The only portion of this statute which, arguably, could authorize a fine as a condition of probation is Paragraph F — conditions reasonably related to rehabilitation. However, to be reasonably related to rehabilitation, the probation condition must be relevant to the offense for which probation was granted. People v. Lent, 15 Cal.App.3d 481, 124 Cal.Rptr. 905, 541 P.2d 545 (1975); People v. Hyatt, 18 Cal.App.3d 618, 96 Cal.Rptr. 156 (1971); State v. Sandoval, 92 Idaho 853, 452 P.2d 350 (1969); compare People v. Mahle, 57 Ill.2d 279, 312 N.E.2d 267 (1974); Watson v. State, 17 Md. App. 263, 301 A.2d 26 (1973). Although not involving Paragraph F, see State v. Martinez, 84 N.M. 295, 502 P.2d 320 (Ct.App. 1972).

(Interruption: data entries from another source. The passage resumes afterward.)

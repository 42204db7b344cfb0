//! Signal handling for graceful shutdown.
//!
//! Centralized Ctrl+C handling for long cache operations (preload,
//! repair, batch prefetch). An `AtomicBool` flag is shared across
//! threads; workers poll it between items and stop cooperatively, so an
//! interrupted repair leaves the previous index intact instead of a
//! half-applied one.

use std::io::Write;
use std::sync::atomic::{AtomicBool, Ordering};
use std::sync::Arc;

/// Centralized shutdown handler for graceful termination.
///
/// Wraps an `AtomicBool` flag that is set when Ctrl+C is received. Clone
/// freely; all clones share the flag.
#[derive(Debug, Clone, Default)]
pub struct ShutdownHandler {
    flag: Arc<AtomicBool>,
}

impl ShutdownHandler {
    /// Create a handler with the flag initially unset.
    #[must_use]
    pub fn new() -> Self {
        Self::default()
    }

    /// Whether shutdown has been requested.
    #[must_use]
    pub fn is_shutdown_requested(&self) -> bool {
        self.flag.load(Ordering::SeqCst)
    }

    /// Manually request a shutdown.
    pub fn request_shutdown(&self) {
        self.flag.store(true, Ordering::SeqCst);
    }

    /// The shared flag, for passing to preload/repair/prefetch workers.
    #[must_use]
    pub fn get_flag(&self) -> Arc<AtomicBool> {
        Arc::clone(&self.flag)
    }
}

/// Install the Ctrl+C handler and return the shared [`ShutdownHandler`].
///
/// # Errors
///
/// Returns the `ctrlc` error when a handler is already installed for
/// this process.
pub fn install_handler() -> Result<ShutdownHandler, ctrlc::Error> {
    let handler = ShutdownHandler::new();
    let flag = handler.get_flag();

    ctrlc::set_handler(move || {
        flag.store(true, Ordering::SeqCst);
        let mut stderr = std::io::stderr();
        let _ = writeln!(stderr, "\nInterrupted. Cleaning up...");
        let _ = stderr.flush();
    })?;

    Ok(handler)
}
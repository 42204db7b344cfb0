//! Structured error handling and exit codes.

use serde::Serialize;
use std::path::PathBuf;

/// Errors produced by the cache subsystem.
///
/// Per-item failures ([`CacheError::InvalidUrl`], [`CacheError::NotFound`])
/// are meant to be logged and skipped by batch callers; only resource
/// exhaustion ([`CacheError::WriteFailed`], [`CacheError::Io`]) should
/// abort a batch.
#[derive(thiserror::Error, Debug)]
pub enum CacheError {
    /// The URL could not be parsed into a domain and identifier.
    ///
    /// Callers must treat this as non-fatal and skip the item.
    #[error("invalid media URL: {0}")]
    InvalidUrl(String),

    /// A disk write or rename failed; no partial state was committed.
    #[error("write failed for {path}: {source}")]
    WriteFailed {
        /// Destination path of the failed write.
        path: PathBuf,
        /// The underlying I/O error.
        #[source]
        source: std::io::Error,
    },

    /// The post ID is empty or contains path-hostile characters.
    #[error("invalid post id: {0:?}")]
    InvalidPostId(String),

    /// No cached metadata exists for the given post ID.
    ///
    /// This is a cache miss, not a hard error.
    #[error("no cached metadata for post {0}")]
    NotFound(String),

    /// The on-disk submission index was unparseable.
    ///
    /// The store absorbs this internally (degrading to an empty index);
    /// it only surfaces from explicit index inspection paths.
    #[error("submission index unreadable: {0}")]
    IndexCorrupt(String),

    /// A long-running operation observed the shutdown flag and stopped.
    #[error("operation interrupted")]
    Interrupted,

    /// A network-bound collaborator exceeded its bounded timeout.
    #[error("timed out resolving {0}")]
    ResolveTimeout(String),

    /// An I/O error outside of a commit (scan, clear, directory creation).
    #[error("I/O error: {0}")]
    Io(#[from] std::io::Error),
}

/// Convenience alias used throughout the crate.
pub type CacheResult<T> = Result<T, CacheError>;

/// Exit codes for the redcache maintenance CLI.
///
/// - 0: Success (operation completed, cache consistent)
/// - 1: General error (unexpected failure)
/// - 3: Partial success (completed with some non-fatal per-item errors)
/// - 130: Interrupted by user (Ctrl+C)
#[derive(Debug, Clone, Copy, PartialEq, Eq, Serialize)]
pub enum ExitCode {
    /// Success: the operation completed and the cache is consistent.
    Success = 0,
    /// General error: an unexpected error occurred.
    GeneralError = 1,
    /// Partial success: completed but some items could not be reconciled.
    PartialSuccess = 3,
    /// Interrupted: the operation was interrupted by the user (Ctrl+C).
    Interrupted = 130,
}

impl ExitCode {
    /// Get the numeric exit code.
    #[must_use]
    pub fn as_i32(self) -> i32 {
        self as i32
    }

    /// Get the machine-readable code prefix.
    #[must_use]
    pub fn code_prefix(self) -> &'static str {
        match self {
            Self::Success => "RC000",
            Self::GeneralError => "RC001",
            Self::PartialSuccess => "RC003",
            Self::Interrupted => "RC130",
        }
    }
}

/// Structured error information for JSON output.
#[derive(Debug, Serialize)]
pub struct StructuredError {
    /// The error code (e.g., "RC001")
    pub code: String,
    /// The exit code number
    pub exit_code: i32,
    /// Human-readable error message
    pub message: String,
    /// Whether the operation was interrupted
    pub interrupted: bool,
}

impl StructuredError {
    /// Create a new structured error from an anyhow error and an exit code.
    #[must_use]
    pub fn new(err: &anyhow::Error, exit_code: ExitCode) -> Self {
        Self {
            code: exit_code.code_prefix().to_string(),
            exit_code: exit_code.as_i32(),
            message: err.to_string(),
            interrupted: exit_code == ExitCode::Interrupted,
        }
    }
}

If § 40A-29-18(F), supra, should be construed as authorizing a fine as a condition of probation, the fine was not relevant to the cocaine offense. The trial court imposed the fine because of traffic offenses defendant committed as a juvenile. Defendant was 25 years of age at the time he was placed on probation. The fine would be void even if authorized by § 40A-29-18(F), supra.

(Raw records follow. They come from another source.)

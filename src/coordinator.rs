//! Atomic commit of downloaded media into the cache.
//!
//! A completed download touches three things: the file on disk, the
//! in-memory file index, and the post's metadata record. The
//! coordinator wraps that compound mutation so observers see it fully
//! done or not-yet-done, never a file that exists but is unindexed (or
//! the reverse).
//!
//! Writes for distinct cache keys proceed in parallel; writes for the
//! same key are serialized by a per-key mutex, so the second worker
//! racing on a key finds the first worker's completed file and skips
//! the redundant write instead of corrupting it.

use std::collections::HashMap;
use std::fs;
use std::path::PathBuf;
use std::sync::{Arc, Mutex};

use crate::error::CacheResult;
use crate::index::FileCacheIndex;
use crate::metadata::store::write_atomically;
use crate::metadata::{MetadataStore, MetadataUpdate, PostMetadata};
use crate::resolver::PathResolver;

/// Serializes concurrent cache mutations from background workers.
#[derive(Debug)]
pub struct CacheWriteCoordinator {
    resolver: Arc<PathResolver>,
    files: Arc<FileCacheIndex>,
    store: Arc<MetadataStore>,
    key_locks: Mutex<HashMap<String, Arc<Mutex<()>>>>,
}

/// Outcome of a successful commit.
#[derive(Debug)]
pub struct CommitOutcome {
    /// Absolute path of the cached media file.
    pub path: PathBuf,
    /// Merged metadata record after the commit.
    pub record: PostMetadata,
    /// Whether this call wrote the file (false: another worker already
    /// committed the same key and only metadata was merged).
    pub wrote_file: bool,
}

impl CacheWriteCoordinator {
    /// Create a coordinator over the shared cache structures.
    #[must_use]
    pub fn new(
        resolver: Arc<PathResolver>,
        files: Arc<FileCacheIndex>,
        store: Arc<MetadataStore>,
    ) -> Self {
        Self {
            resolver,
            files,
            store,
            key_locks: Mutex::new(HashMap::new()),
        }
    }

    /// Commit downloaded bytes for a post's media URL.
    ///
    /// Under the key's critical section: write the bytes to a temporary
    /// sibling, rename into place, register the path in the file index,
    /// then merge the metadata record (media path appended, supplied
    /// fields applied). If the key is already committed, the file write
    /// is skipped and only metadata merges.
    ///
    /// # Errors
    ///
    /// [`crate::error::CacheError::InvalidUrl`] when no cache key can be
    /// derived (skip the item), [`crate::error::CacheError::WriteFailed`]
    /// when the disk write or rename fails. On failure neither the file
    /// index nor the metadata record is updated; a metadata failure
    /// after the file landed rolls the file back out.
    pub fn commit_download(
        &self,
        url: &str,
        bytes: &[u8],
        post_id: &str,
        update: MetadataUpdate,
    ) -> CacheResult<CommitOutcome> {
        let key = self.resolver.cache_key(url)?;
        let relative = key.relative();
        let path = self.resolver.media_path(&key);

        let lock = self.lock_for(&relative);
        let result = {
            let _guard = lock.lock().expect("cache key lock poisoned");
            self.commit_locked(path, bytes, post_id, update, &relative)
        };
        self.release(&relative, lock);
        result
    }

    /// Body of [`CacheWriteCoordinator::commit_download`], run inside the
    /// key's critical section.
    fn commit_locked(
        &self,
        path: PathBuf,
        bytes: &[u8],
        post_id: &str,
        update: MetadataUpdate,
        relative: &str,
    ) -> CacheResult<CommitOutcome> {
        let mut wrote_file = false;
        if self.files.exists(&path) {
            log::debug!("Key {} already committed, merging metadata only", relative);
        } else {
            write_atomically(&path, bytes)?;
            self.files.register(path.clone());
            wrote_file = true;
            log::debug!("Committed {} ({} bytes)", path.display(), bytes.len());
        }

        match self
            .store
            .write(post_id, update.with_media_path(relative.to_string()))
        {
            Ok(record) => Ok(CommitOutcome {
                path,
                record,
                wrote_file,
            }),
            Err(e) => {
                // Metadata is half the commit; without it the file must
                // not stay observable either.
                if wrote_file {
                    self.files.unregister(&path);
                    let _ = fs::remove_file(&path);
                }
                Err(e)
            }
        }
    }

    /// Get (or create) the mutex guarding one cache key.
    fn lock_for(&self, relative: &str) -> Arc<Mutex<()>> {
        let mut locks = self.key_locks.lock().expect("key lock table poisoned");
        locks
            .entry(relative.to_string())
            .or_insert_with(|| Arc::new(Mutex::new(())))
            .clone()
    }

    /// Drop a key's lock entry once no other worker holds it, keeping
    /// the table bounded by in-flight keys rather than all keys ever.
    fn release(&self, relative: &str, lock: Arc<Mutex<()>>) {
        let mut locks = self.key_locks.lock().expect("key lock table poisoned");
        // Two strong refs mean table + us; nobody else is waiting.
        if Arc::strong_count(&lock) == 2 {
            locks.remove(relative);
        }
    }
}

#[cfg(test)]
mod tests {
    use super::*;
    use crate::error::CacheError;
    use crate::metadata::ModerationStatus;
    use std::path::Path;

    fn coordinator(root: &Path) -> CacheWriteCoordinator {
        let resolver = Arc::new(PathResolver::new(root));
        let files = Arc::new(FileCacheIndex::new());
        let store = Arc::new(MetadataStore::new(Arc::clone(&resolver)));
        CacheWriteCoordinator::new(resolver, files, store)
    }

    #[test]
    fn commit_registers_file_and_metadata_together() {
        let dir = tempfile::tempdir().unwrap();
        let coord = coordinator(dir.path());

        let outcome = coord
            .commit_download(
                "https://i.redd.it/pic.jpg",
                b"jpegbytes",
                "abc123",
                MetadataUpdate::new().with_moderation(ModerationStatus::Unmoderated),
            )
            .unwrap();

        assert!(outcome.wrote_file);
        assert!(outcome.path.is_file());
        assert!(coord.files.exists(&outcome.path));
        assert_eq!(
            outcome.record.media_paths,
            vec!["i.redd.it/pic.jpg".to_string()]
        );

        let read_back = coord.store.read("abc123").unwrap();
        assert_eq!(read_back.media_paths, outcome.record.media_paths);
    }

    #[test]
    fn second_commit_for_same_key_skips_the_write() {
        let dir = tempfile::tempdir().unwrap();
        let coord = coordinator(dir.path());
        let url = "https://i.redd.it/pic.jpg";

        let first = coord
            .commit_download(url, b"original", "abc123", MetadataUpdate::new())
            .unwrap();
        let second = coord
            .commit_download(url, b"different bytes", "abc123", MetadataUpdate::new())
            .unwrap();

        assert!(first.wrote_file);
        assert!(!second.wrote_file);
        // First writer's bytes win; no double-write.
        assert_eq!(fs::read(&second.path).unwrap(), b"original");
        // Media path did not duplicate in the record.
        assert_eq!(second.record.media_paths.len(), 1);
    }

    #[test]
    fn invalid_url_commits_nothing() {
        let dir = tempfile::tempdir().unwrap();
        let coord = coordinator(dir.path());
        let result =
            coord.commit_download("definitely not a url", b"x", "abc123", MetadataUpdate::new());
        assert!(matches!(result, Err(CacheError::InvalidUrl(_))));
        assert!(coord.store.read("abc123").is_err());
        assert_eq!(coord.files.len(), 0);
    }

    #[test]
    fn failed_write_leaves_no_registered_entry() {
        let dir = tempfile::tempdir().unwrap();
        // A plain file where the media subtree should be makes every
        // directory creation under it fail.
        fs::write(dir.path().join("media"), b"squatter").unwrap();

        let coord = coordinator(dir.path());
        let result = coord.commit_download(
            "https://i.redd.it/pic.jpg",
            b"bytes",
            "abc123",
            MetadataUpdate::new(),
        );

        assert!(matches!(result, Err(CacheError::WriteFailed { .. })));
        assert_eq!(coord.files.len(), 0);
        assert!(coord.store.read("abc123").is_err());
    }

    #[test]
    fn gallery_posts_accumulate_media_paths() {
        let dir = tempfile::tempdir().unwrap();
        let coord = coordinator(dir.path());

        coord
            .commit_download("https://i.redd.it/one.jpg", b"1", "gal111", MetadataUpdate::new())
            .unwrap();
        coord
            .commit_download("https://i.redd.it/two.jpg", b"2", "gal111", MetadataUpdate::new())
            .unwrap();

        let record = coord.store.read("gal111").unwrap();
        assert_eq!(
            record.media_paths,
            vec![
                "i.redd.it/one.jpg".to_string(),
                "i.redd.it/two.jpg".to_string()
            ]
        );
    }

    #[test]
    fn lock_table_does_not_grow_unbounded() {
        let dir = tempfile::tempdir().unwrap();
        let coord = coordinator(dir.path());
        for i in 0..20 {
            coord
                .commit_download(
                    &format!("https://i.redd.it/pic{i}.jpg"),
                    b"x",
                    "abc123",
                    MetadataUpdate::new(),
                )
                .unwrap();
        }
        assert!(coord.key_locks.lock().unwrap().is_empty());
    }
}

The fine, however, was not authorized by § 40A-29-18(F), supra. A fine is "imposed as a punishment for a public crime for which the criminal has been tried and convicted." Territory of New Mexico v. Baca, 2 N.M. (Gild.) 183 (1882). See Commissioner of Motor Vehicles v. Lee, supra. Thus, by definition, a fine differs from a condition designed to rehabilitate a probationer. See State v. Baca, 90 N.M. 280, 562 P.2d 841 (Ct.App. 1977). A fine for the cocaine offense was authorized, but was barred by the plea bargain approved by the trial court. There was no other crime for which a fine could be imposed as punishment.
The Legislature not having authorized a fine as a condition of probation, the trial court had no authority to impose the fine. The judgment is affirmed; however, the cause is remanded with instructions to delete from the judgment the $3,000.00 fine imposed as a condition of probation. See State v. Hovey, supra.
IT IS SO ORDERED.
HERNANDEZ and LOPEZ, JJ., concur.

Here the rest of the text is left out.